● Task prompt
An exact copy of every entry below is needed.
---------- Recorded data ----------
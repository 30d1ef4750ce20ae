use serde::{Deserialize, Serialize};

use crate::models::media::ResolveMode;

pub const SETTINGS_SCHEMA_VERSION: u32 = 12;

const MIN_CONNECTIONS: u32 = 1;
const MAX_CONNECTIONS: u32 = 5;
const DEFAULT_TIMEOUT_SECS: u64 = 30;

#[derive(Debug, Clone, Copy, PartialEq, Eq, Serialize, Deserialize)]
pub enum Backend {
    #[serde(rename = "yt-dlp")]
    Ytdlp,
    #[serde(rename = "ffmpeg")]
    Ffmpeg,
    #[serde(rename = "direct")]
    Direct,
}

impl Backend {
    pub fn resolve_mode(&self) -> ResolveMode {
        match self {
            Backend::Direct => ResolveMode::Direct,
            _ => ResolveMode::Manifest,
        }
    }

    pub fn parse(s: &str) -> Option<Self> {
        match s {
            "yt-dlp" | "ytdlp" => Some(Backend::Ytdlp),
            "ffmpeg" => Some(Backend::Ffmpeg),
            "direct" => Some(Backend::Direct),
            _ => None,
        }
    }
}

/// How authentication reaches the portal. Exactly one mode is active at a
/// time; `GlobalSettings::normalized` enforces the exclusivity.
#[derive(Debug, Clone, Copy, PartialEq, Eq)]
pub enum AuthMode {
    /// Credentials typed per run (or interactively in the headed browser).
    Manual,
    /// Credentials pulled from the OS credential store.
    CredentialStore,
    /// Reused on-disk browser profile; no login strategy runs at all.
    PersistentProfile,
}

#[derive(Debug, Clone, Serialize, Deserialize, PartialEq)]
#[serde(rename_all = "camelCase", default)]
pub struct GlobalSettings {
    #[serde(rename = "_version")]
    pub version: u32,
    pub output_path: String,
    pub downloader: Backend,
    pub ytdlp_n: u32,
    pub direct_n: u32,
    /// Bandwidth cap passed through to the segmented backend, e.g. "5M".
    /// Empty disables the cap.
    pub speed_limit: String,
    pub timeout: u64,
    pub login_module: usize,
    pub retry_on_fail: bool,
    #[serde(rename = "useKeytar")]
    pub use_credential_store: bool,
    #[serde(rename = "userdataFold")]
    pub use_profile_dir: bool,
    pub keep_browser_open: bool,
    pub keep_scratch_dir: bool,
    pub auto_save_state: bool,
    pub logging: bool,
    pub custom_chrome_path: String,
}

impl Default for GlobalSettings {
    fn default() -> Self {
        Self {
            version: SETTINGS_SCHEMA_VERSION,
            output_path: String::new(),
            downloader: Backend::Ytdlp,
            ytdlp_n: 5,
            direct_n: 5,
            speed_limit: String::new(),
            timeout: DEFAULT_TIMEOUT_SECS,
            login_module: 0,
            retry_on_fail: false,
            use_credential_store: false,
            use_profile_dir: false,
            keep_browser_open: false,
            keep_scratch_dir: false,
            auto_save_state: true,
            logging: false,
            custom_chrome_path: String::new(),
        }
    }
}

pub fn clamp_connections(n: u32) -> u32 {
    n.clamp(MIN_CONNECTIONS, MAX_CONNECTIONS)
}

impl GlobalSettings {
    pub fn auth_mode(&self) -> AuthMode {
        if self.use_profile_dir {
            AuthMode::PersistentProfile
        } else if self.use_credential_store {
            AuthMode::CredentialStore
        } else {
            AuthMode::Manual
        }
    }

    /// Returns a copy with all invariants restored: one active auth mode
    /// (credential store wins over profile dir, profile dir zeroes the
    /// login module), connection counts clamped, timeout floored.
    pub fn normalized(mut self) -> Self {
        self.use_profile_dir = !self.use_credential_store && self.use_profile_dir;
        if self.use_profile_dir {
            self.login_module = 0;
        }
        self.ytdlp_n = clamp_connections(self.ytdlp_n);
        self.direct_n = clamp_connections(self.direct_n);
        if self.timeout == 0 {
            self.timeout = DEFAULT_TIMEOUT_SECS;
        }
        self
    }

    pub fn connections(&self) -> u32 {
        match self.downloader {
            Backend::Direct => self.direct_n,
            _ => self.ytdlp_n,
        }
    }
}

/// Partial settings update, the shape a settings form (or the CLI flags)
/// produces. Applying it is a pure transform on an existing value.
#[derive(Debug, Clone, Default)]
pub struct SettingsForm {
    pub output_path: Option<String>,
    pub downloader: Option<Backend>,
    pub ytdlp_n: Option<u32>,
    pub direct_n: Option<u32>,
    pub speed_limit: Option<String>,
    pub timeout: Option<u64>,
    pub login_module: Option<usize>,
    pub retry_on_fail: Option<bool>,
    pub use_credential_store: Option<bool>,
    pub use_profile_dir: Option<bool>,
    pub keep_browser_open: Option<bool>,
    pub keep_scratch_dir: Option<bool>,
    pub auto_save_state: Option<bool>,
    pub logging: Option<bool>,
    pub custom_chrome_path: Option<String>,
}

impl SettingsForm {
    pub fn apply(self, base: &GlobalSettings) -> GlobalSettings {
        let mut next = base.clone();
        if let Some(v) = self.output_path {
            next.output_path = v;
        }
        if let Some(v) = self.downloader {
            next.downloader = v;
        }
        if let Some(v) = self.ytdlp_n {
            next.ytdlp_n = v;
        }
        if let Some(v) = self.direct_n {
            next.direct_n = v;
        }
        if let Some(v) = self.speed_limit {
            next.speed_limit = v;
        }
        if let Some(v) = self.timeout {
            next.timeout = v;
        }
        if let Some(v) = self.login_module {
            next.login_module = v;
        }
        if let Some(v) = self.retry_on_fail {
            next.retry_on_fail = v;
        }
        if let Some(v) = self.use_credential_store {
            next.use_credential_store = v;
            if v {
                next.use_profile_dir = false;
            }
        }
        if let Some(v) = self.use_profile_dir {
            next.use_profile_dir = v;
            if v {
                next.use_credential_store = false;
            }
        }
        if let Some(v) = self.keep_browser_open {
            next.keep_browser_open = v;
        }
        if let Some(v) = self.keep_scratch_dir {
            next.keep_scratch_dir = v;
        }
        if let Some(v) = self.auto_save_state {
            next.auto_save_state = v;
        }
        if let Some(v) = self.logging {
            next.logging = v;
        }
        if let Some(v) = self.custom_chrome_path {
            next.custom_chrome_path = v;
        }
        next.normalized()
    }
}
----------
● Response
repository 30d1ef4750ce20ae
use serde::{Deserialize, Serialize};

use crate::models::media::ResolveMode;

pub const SETTINGS_SCHEMA_VERSION: u32 = 12;

const MIN_CONNECTIONS: u32 = 1;
const MAX_CONNECTIONS: u32 = 5;
const DEFAULT_TIMEOUT_SECS: u64 = 30;

#[derive(Debug, Clone, Copy, PartialEq, Eq, Serialize, Deserialize)]
pub enum Backend {
    #[serde(rename = "yt-dlp")]
    Ytdlp,
    #[serde(rename = "ffmpeg")]
    Ffmpeg,
    #[serde(rename = "direct")]
    Direct,
}

impl Backend {
    pub fn resolve_mode(&self) -> ResolveMode {
        match self {
            Backend::Direct => ResolveMode::Direct,
            _ => ResolveMode::Manifest,
        }
    }

    pub fn parse(s: &str) -> Option<Self> {
        match s {
            "yt-dlp" | "ytdlp" => Some(Backend::Ytdlp),
            "ffmpeg" => Some(Backend::Ffmpeg),
            "direct" => Some(Backend::Direct),
            _ => None,
        }
    }
}

/// How authentication reaches the portal. Exactly one mode is active at a
/// time; `GlobalSettings::normalized` enforces the exclusivity.
#[derive(Debug, Clone, Copy, PartialEq, Eq)]
pub enum AuthMode {
    /// Credentials typed per run (or interactively in the headed browser).
    Manual,
    /// Credentials pulled from the OS credential store.
    CredentialStore,
    /// Reused on-disk browser profile; no login strategy runs at all.
    PersistentProfile,
}

#[derive(Debug, Clone, Serialize, Deserialize, PartialEq)]
#[serde(rename_all = "camelCase", default)]
pub struct GlobalSettings {
    #[serde(rename = "_version")]
    pub version: u32,
    pub output_path: String,
    pub downloader: Backend,
    pub ytdlp_n: u32,
    pub direct_n: u32,
    /// Bandwidth cap passed through to the segmented backend, e.g. "5M".
    /// Empty disables the cap.
    pub speed_limit: String,
    pub timeout: u64,
    pub login_module: usize,
    pub retry_on_fail: bool,
    #[serde(rename = "useKeytar")]
    pub use_credential_store: bool,
    #[serde(rename = "userdataFold")]
    pub use_profile_dir: bool,
    pub keep_browser_open: bool,
    pub keep_scratch_dir: bool,
    pub auto_save_state: bool,
    pub logging: bool,
    pub custom_chrome_path: String,
}

impl Default for GlobalSettings {
    fn default() -> Self {
        Self {
            version: SETTINGS_SCHEMA_VERSION,
            output_path: String::new(),
            downloader: Backend::Ytdlp,
            ytdlp_n: 5,
            direct_n: 5,
            speed_limit: String::new(),
            timeout: DEFAULT_TIMEOUT_SECS,
            login_module: 0,
            retry_on_fail: false,
            use_credential_store: false,
            use_profile_dir: false,
            keep_browser_open: false,
            keep_scratch_dir: false,
            auto_save_state: true,
            logging: false,
            custom_chrome_path: String::new(),
        }
    }
}

pub fn clamp_connections(n: u32) -> u32 {
    n.clamp(MIN_CONNECTIONS, MAX_CONNECTIONS)
}

impl GlobalSettings {
    pub fn auth_mode(&self) -> AuthMode {
        if self.use_profile_dir {
            AuthMode::PersistentProfile
        } else if self.use_credential_store {
            AuthMode::CredentialStore
        } else {
            AuthMode::Manual
        }
    }

    /// Returns a copy with all invariants restored: one active auth mode
    /// (credential store wins over profile dir, profile dir zeroes the
    /// login module), connection counts clamped, timeout floored.
    pub fn normalized(mut self) -> Self {
        self.use_profile_dir = !self.use_credential_store && self.use_profile_dir;
        if self.use_profile_dir {
            self.login_module = 0;
        }
        self.ytdlp_n = clamp_connections(self.ytdlp_n);
        self.direct_n = clamp_connections(self.direct_n);
        if self.timeout == 0 {
            self.timeout = DEFAULT_TIMEOUT_SECS;
        }
        self
    }

    pub fn connections(&self) -> u32 {
        match self.downloader {
            Backend::Direct => self.direct_n,
            _ => self.ytdlp_n,
        }
    }
}

/// Partial settings update, the shape a settings form (or the CLI flags)
/// produces. Applying it is a pure transform on an existing value.
#[derive(Debug, Clone, Default)]
pub struct SettingsForm {
    pub output_path: Option<String>,
    pub downloader: Option<Backend>,
    pub ytdlp_n: Option<u32>,
    pub direct_n: Option<u32>,
    pub speed_limit: Option<String>,
    pub timeout: Option<u64>,
    pub login_module: Option<usize>,
    pub retry_on_fail: Option<bool>,
    pub use_credential_store: Option<bool>,
    pub use_profile_dir: Option<bool>,
    pub keep_browser_open: Option<bool>,
    pub keep_scratch_dir: Option<bool>,
    pub auto_save_state: Option<bool>,
    pub logging: Option<bool>,
    pub custom_chrome_path: Option<String>,
}

impl SettingsForm {
    pub fn apply(self, base: &GlobalSettings) -> GlobalSettings {
        let mut next = base.clone();
        if let Some(v) = self.output_path {
            next.output_path = v;
        }
        if let Some(v) = self.downloader {
            next.downloader = v;
        }
        if let Some(v) = self.ytdlp_n {
            next.ytdlp_n = v;
        }
        if let Some(v) = self.direct_n {
            next.direct_n = v;
        }
        if let Some(v) = self.speed_limit {
            next.speed_limit = v;
        }
        if let Some(v) = self.timeout {
            next.timeout = v;
        }
        if let Some(v) = self.login_module {
            next.login_module = v;
        }
        if let Some(v) = self.retry_on_fail {
            next.retry_on_fail = v;
        }
        if let Some(v) = self.use_credential_store {
            next.use_credential_store = v;
            if v {
                next.use_profile_dir = false;
            }
        }
        if let Some(v) = self.use_profile_dir {
            next.use_profile_dir = v;
            if v {
                next.use_credential_store = false;
            }
        }
        if let Some(v) = self.keep_browser_open {
            next.keep_browser_open = v;
        }
        if let Some(v) = self.keep_scratch_dir {
            next.keep_scratch_dir = v;
        }
        if let Some(v) = self.auto_save_state {
            next.auto_save_state = v;
        }
        if let Some(v) = self.logging {
            next.logging = v;
        }
        if let Some(v) = self.custom_chrome_path {
            next.custom_chrome_path = v;
        }
        next.normalized()
    }
}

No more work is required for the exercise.